Preeclampsia, a condition that develops after the 20th week of pregnancy, is characterized by high blood pressure and protein in the urine. The best treatment is to deliver the infant. If this is not feasible, bed rest, close monitoring, and delivery as soon survival outside of the womb is likely is recommended, preferably after the 37th week of pregnancy. Women are usually hospitalized and carefully monitored.
Prior research has identified eclampsia as a strong risk factor for epilepsy in offspring, but whether the same held true with preeclampsia was unclear, Dr. Chun Sen Wu, with the University of Aarhus, Denmark, and colleagues explain. Eclampsia occurs when pre-eclampsia worsens and is characterized by seizures, agitation and unconsciousness. Eclampsia is considered a medical emergency and jeopardizes the life of the mother and child.
The researchers reviewed data from the Danish National Hospital Register containing 1.5 million infants born from 1978 to 2003. From these data, the research team identified 45,288 (2.9 percent) children exposed to preeclampsia and 654 (0.04 percent) exposed to eclampsia.
The preeclampsia group comprised 34,823 children exposed to mild preeclampsia and 7043 exposed to severe preeclampsia, and in 3422 cases, the severity was not specified.
The researchers found that 20,620 of the subjects developed epilepsy during follow-up of up to 27 years.
As noted, preeclampsia exposure was also linked to epilepsy in children born after 37 weeks of gestation. With mild preeclampsia, the epilepsy rate was increased by 16 and 68 percent for full-term and postterm infants, respectively. For severe preeclampsia, the corresponding risks increased by 41 percent and 157 percent.

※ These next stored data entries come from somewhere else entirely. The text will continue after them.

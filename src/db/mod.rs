//! Entity store access.
//!
//! Handlers only see [`HotelRepository`]; [`SqliteStore`] is the implementation
//! wired up in `main`.

use std::future::Future;
use std::str::FromStr;

use sqlx::sqlite::{SqliteConnectOptions, SqlitePoolOptions};
use sqlx::SqlitePool;
use thiserror::Error;

use crate::config::Config;
use crate::filters::{OrderBy, Pagination, Predicate};
use crate::models::category::{Category, CreateCategory};
use crate::models::hotel::{CreateHotel, Hotel, HotelDetails};
use crate::models::hotel_chain::{CreateHotelChain, HotelChain};

mod sqlite;

pub use sqlite::SqliteStore;

#[derive(Debug, Error)]
pub enum StoreError {
    #[error("database error: {0}")]
    Database(#[from] sqlx::Error),

    #[error("migration failed: {0}")]
    Migration(#[from] sqlx::migrate::MigrateError),
}

pub type StoreResult<T> = Result<T, StoreError>;

/// A query over hotels, always including the related category and chain.
#[derive(Debug, Clone, Default)]
pub struct HotelQuery {
    pub predicate: Predicate,
    pub order: Option<OrderBy>,
    /// `None` returns every matching row.
    pub window: Option<Pagination>,
}

#[derive(Debug)]
pub struct HotelPage {
    pub records: Vec<HotelDetails>,
    /// Rows matching the predicate, ignoring the window.
    pub total: i64,
}

pub trait HotelRepository {
    fn find_hotels(&self, query: &HotelQuery) -> impl Future<Output = StoreResult<HotelPage>>;

    fn find_hotel(&self, id: i64) -> impl Future<Output = StoreResult<Option<HotelDetails>>>;

    /// `hotel` must already be validated; required fields are `Some`.
    fn create_hotel(&self, hotel: &CreateHotel) -> impl Future<Output = StoreResult<Hotel>>;

    fn create_category(
        &self,
        category: &CreateCategory,
    ) -> impl Future<Output = StoreResult<Category>>;

    fn create_hotel_chain(
        &self,
        chain: &CreateHotelChain,
    ) -> impl Future<Output = StoreResult<HotelChain>>;
}

pub async fn get_db_pool(config: &Config) -> StoreResult<SqlitePool> {
    let options = SqliteConnectOptions::from_str(&config.database_url)?
        .create_if_missing(true)
        .foreign_keys(true);

    let pool = SqlitePoolOptions::new()
        .max_connections(config.max_connections)
        .connect_with(options)
        .await?;

    Ok(pool)
}

pub async fn run_migrations(pool: &SqlitePool) -> StoreResult<()> {
    sqlx::migrate!("./migrations").run(pool).await?;
    Ok(())
}
//! Translates the untyped query-string bag of `GET /hotels` into a typed
//! predicate, an optional ordering and a pagination window.
//!
//! Nothing here touches the store. [`HotelFilter`] only reads the parameters it
//! recognizes; unknown keys are ignored.

use std::collections::HashMap;

use thiserror::Error;

pub const DEFAULT_PAGE: i64 = 1;
pub const DEFAULT_LIMIT: i64 = 10;

#[derive(Debug, Clone, PartialEq, Eq, Error)]
pub enum FilterError {
    #[error("invalid value for '{param}': expected a number, got '{value}'")]
    InvalidNumber { param: &'static str, value: String },

    #[error("invalid pagination: '{param}' must be a positive integer, got '{value}'")]
    InvalidPagination { param: &'static str, value: String },
}

/// Hotel columns that can appear in a predicate or an ordering.
#[derive(Debug, Clone, Copy, PartialEq, Eq, Hash)]
pub enum HotelField {
    Name,
    Description,
    Address,
    District,
    City,
    State,
    Country,
    PlaceId,
    Stars,
    Latitude,
    Longitude,
    CategoryId,
    HotelChainId,
}

impl HotelField {
    /// Column name in the `hotels` table.
    pub fn column(self) -> &'static str {
        match self {
            HotelField::Name => "name",
            HotelField::Description => "description",
            HotelField::Address => "address",
            HotelField::District => "district",
            HotelField::City => "city",
            HotelField::State => "state",
            HotelField::Country => "country",
            HotelField::PlaceId => "place_id",
            HotelField::Stars => "stars",
            HotelField::Latitude => "latitude",
            HotelField::Longitude => "longitude",
            HotelField::CategoryId => "category_id",
            HotelField::HotelChainId => "hotel_chain_id",
        }
    }

    /// Column holding the Unicode-lowercased copy of a text field, used for
    /// substring matching. Numeric fields have none.
    pub fn folded_column(self) -> Option<&'static str> {
        match self {
            HotelField::Name => Some("name_folded"),
            HotelField::Description => Some("description_folded"),
            HotelField::Address => Some("address_folded"),
            HotelField::District => Some("district_folded"),
            HotelField::City => Some("city_folded"),
            HotelField::State => Some("state_folded"),
            HotelField::Country => Some("country_folded"),
            HotelField::PlaceId => Some("place_id_folded"),
            HotelField::Stars
            | HotelField::Latitude
            | HotelField::Longitude
            | HotelField::CategoryId
            | HotelField::HotelChainId => None,
        }
    }
}

#[derive(Debug, Clone, Copy, PartialEq, Eq)]
enum MatchKind {
    Substring,
    Integer,
    Decimal,
}

/// Recognized filter parameters. The first non-empty alias of a row wins.
const FILTERABLE: &[(HotelField, MatchKind, &[&str])] = &[
    (HotelField::Name, MatchKind::Substring, &["name"]),
    (HotelField::Description, MatchKind::Substring, &["description"]),
    (HotelField::Address, MatchKind::Substring, &["address"]),
    (HotelField::District, MatchKind::Substring, &["district"]),
    (HotelField::City, MatchKind::Substring, &["city"]),
    (HotelField::State, MatchKind::Substring, &["state"]),
    (HotelField::Country, MatchKind::Substring, &["country"]),
    (HotelField::PlaceId, MatchKind::Substring, &["placeId", "placeid"]),
    (HotelField::Stars, MatchKind::Integer, &["stars"]),
    (HotelField::Latitude, MatchKind::Decimal, &["latitude"]),
    (HotelField::Longitude, MatchKind::Decimal, &["longitude"]),
    (
        HotelField::CategoryId,
        MatchKind::Integer,
        &["categoryId", "categoryid", "category"],
    ),
    (
        HotelField::HotelChainId,
        MatchKind::Integer,
        &["hotelChainId", "hotelchainid", "hotelChain"],
    ),
];

const SORTABLE: &[(&str, HotelField)] = &[
    ("name", HotelField::Name),
    ("stars", HotelField::Stars),
    ("city", HotelField::City),
    ("categoryId", HotelField::CategoryId),
    ("categoryid", HotelField::CategoryId),
];

#[derive(Debug, Clone, Copy, PartialEq)]
pub enum FilterValue {
    Integer(i64),
    Decimal(f64),
}

#[derive(Debug, Clone, PartialEq)]
pub enum Condition {
    /// Case-insensitive substring match.
    Contains { field: HotelField, needle: String },
    Equals { field: HotelField, value: FilterValue },
}

impl Condition {
    pub fn contains(field: HotelField, needle: impl Into<String>) -> Self {
        Condition::Contains {
            field,
            needle: needle.into(),
        }
    }

    pub fn equals(field: HotelField, value: FilterValue) -> Self {
        Condition::Equals { field, value }
    }
}

/// Conjunction of conditions. An empty predicate matches every hotel.
#[derive(Debug, Clone, Default, PartialEq)]
pub struct Predicate {
    conditions: Vec<Condition>,
}

impl Predicate {
    pub fn all() -> Self {
        Self::default()
    }

    pub fn new(conditions: Vec<Condition>) -> Self {
        Self { conditions }
    }

    pub fn conditions(&self) -> &[Condition] {
        &self.conditions
    }

    pub fn is_unconstrained(&self) -> bool {
        self.conditions.is_empty()
    }
}

#[derive(Debug, Clone, Copy, PartialEq, Eq)]
pub enum SortDirection {
    Asc,
    Desc,
}

impl SortDirection {
    fn parse(raw: &str) -> Option<Self> {
        if raw.eq_ignore_ascii_case("ASC") {
            Some(SortDirection::Asc)
        } else if raw.eq_ignore_ascii_case("DESC") {
            Some(SortDirection::Desc)
        } else {
            None
        }
    }

    pub fn as_sql(self) -> &'static str {
        match self {
            SortDirection::Asc => "ASC",
            SortDirection::Desc => "DESC",
        }
    }
}

#[derive(Debug, Clone, Copy, PartialEq, Eq)]
pub struct OrderBy {
    pub field: HotelField,
    pub direction: SortDirection,
}

/// The `(limit, offset)` slice of matching rows to return.
#[derive(Debug, Clone, Copy, PartialEq, Eq)]
pub struct Pagination {
    pub limit: i64,
    pub offset: i64,
}

impl Pagination {
    /// `None` when the offset of `page` does not fit in an `i64`.
    pub fn new(page: i64, limit: i64) -> Option<Self> {
        let offset = page.checked_sub(1)?.checked_mul(limit)?;
        Some(Self { limit, offset })
    }

    /// The 1-based page this window starts on.
    pub fn page(&self) -> i64 {
        if self.limit <= 0 {
            return DEFAULT_PAGE;
        }
        self.offset / self.limit + 1
    }
}

pub struct HotelFilter {
    params: HashMap<String, String>,
}

impl HotelFilter {
    pub fn new(params: HashMap<String, String>) -> Self {
        Self { params }
    }

    fn param(&self, key: &str) -> Option<&str> {
        self.params
            .get(key)
            .map(String::as_str)
            .filter(|value| !value.is_empty())
    }

    pub fn build_predicate(&self) -> Result<Predicate, FilterError> {
        let mut conditions = Vec::new();

        for (field, kind, keys) in FILTERABLE {
            let Some((key, value)) = keys
                .iter()
                .find_map(|key| self.param(key).map(|value| (*key, value)))
            else {
                continue;
            };

            let condition = match kind {
                MatchKind::Substring => Condition::contains(*field, value),
                MatchKind::Integer => {
                    let parsed: i64 = value
                        .trim()
                        .parse()
                        .map_err(|_| invalid_number(key, value))?;
                    Condition::equals(*field, FilterValue::Integer(parsed))
                }
                MatchKind::Decimal => {
                    let parsed: f64 = value
                        .trim()
                        .parse()
                        .map_err(|_| invalid_number(key, value))?;
                    if !parsed.is_finite() {
                        return Err(invalid_number(key, value));
                    }
                    Condition::equals(*field, FilterValue::Decimal(parsed))
                }
            };
            conditions.push(condition);
        }

        Ok(Predicate::new(conditions))
    }

    pub fn build_pagination(&self) -> Result<Pagination, FilterError> {
        let page = self.positive("page", DEFAULT_PAGE)?;
        let limit = self.positive("limit", DEFAULT_LIMIT)?;
        Pagination::new(page, limit).ok_or_else(|| FilterError::InvalidPagination {
            param: "page",
            value: page.to_string(),
        })
    }

    /// Unknown fields and invalid directions fall back to no ordering.
    pub fn build_order_by(&self) -> Option<OrderBy> {
        let requested = self.param("orderby")?;
        let direction = SortDirection::parse(self.param("sort")?)?;
        let field = SORTABLE
            .iter()
            .find(|(name, _)| *name == requested)
            .map(|(_, field)| *field)?;
        Some(OrderBy { field, direction })
    }

    fn positive(&self, param: &'static str, default: i64) -> Result<i64, FilterError> {
        let Some(raw) = self.param(param) else {
            return Ok(default);
        };
        match raw.trim().parse::<i64>() {
            Ok(value) if value > 0 => Ok(value),
            _ => Err(FilterError::InvalidPagination {
                param,
                value: raw.to_string(),
            }),
        }
    }
}

fn invalid_number(param: &'static str, value: &str) -> FilterError {
    FilterError::InvalidNumber {
        param,
        value: value.to_string(),
    }
}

By contrast, preeclampsia was not linked to epilepsy in preterm infants, the report indicates.
Consistent with previous reports, eclampsia was associated with a stronger risk of epilepsy.
The authors conclude that "preeclampsia or its related pathologies may increase the susceptibilities to epilepsy later in life, or preeclampsia and epilepsy may also share common causative factors."